§ **The problem**: Keep every line of the data below that has the string "five" and present those lines.

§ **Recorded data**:
//! Vehicle telemetry radio link.
//!
//! Streams five periodically-updated telemetry records over an RFM95W (SX1276) LoRa
//! transceiver shared by five independently-clocked senders. Everything except the
//! ESP-IDF bus backend builds and runs on the host against [`lora::SimulatedRadio`].

pub mod config;
pub mod lora;
pub mod producers;
pub mod scheduler;
pub mod stats;
pub mod telemetry;

// Re-export commonly used items
pub use config::{ConfigError, TelemetryConfig};
pub use lora::{Radio, RadioBus, RadioConfig, RadioError, SimulatedRadio};
pub use scheduler::{BusArbiter, Scheduler};
pub use stats::{LinkStats, StatsServer, DEFAULT_STATS_PORT};
pub use telemetry::{Channel, TelemetrySnapshot};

§ **Worked solution**:
//! Streams five periodically-updated telemetry records over an RFM95W (SX1276) LoRa
//! transceiver shared by five independently-clocked senders. Everything except the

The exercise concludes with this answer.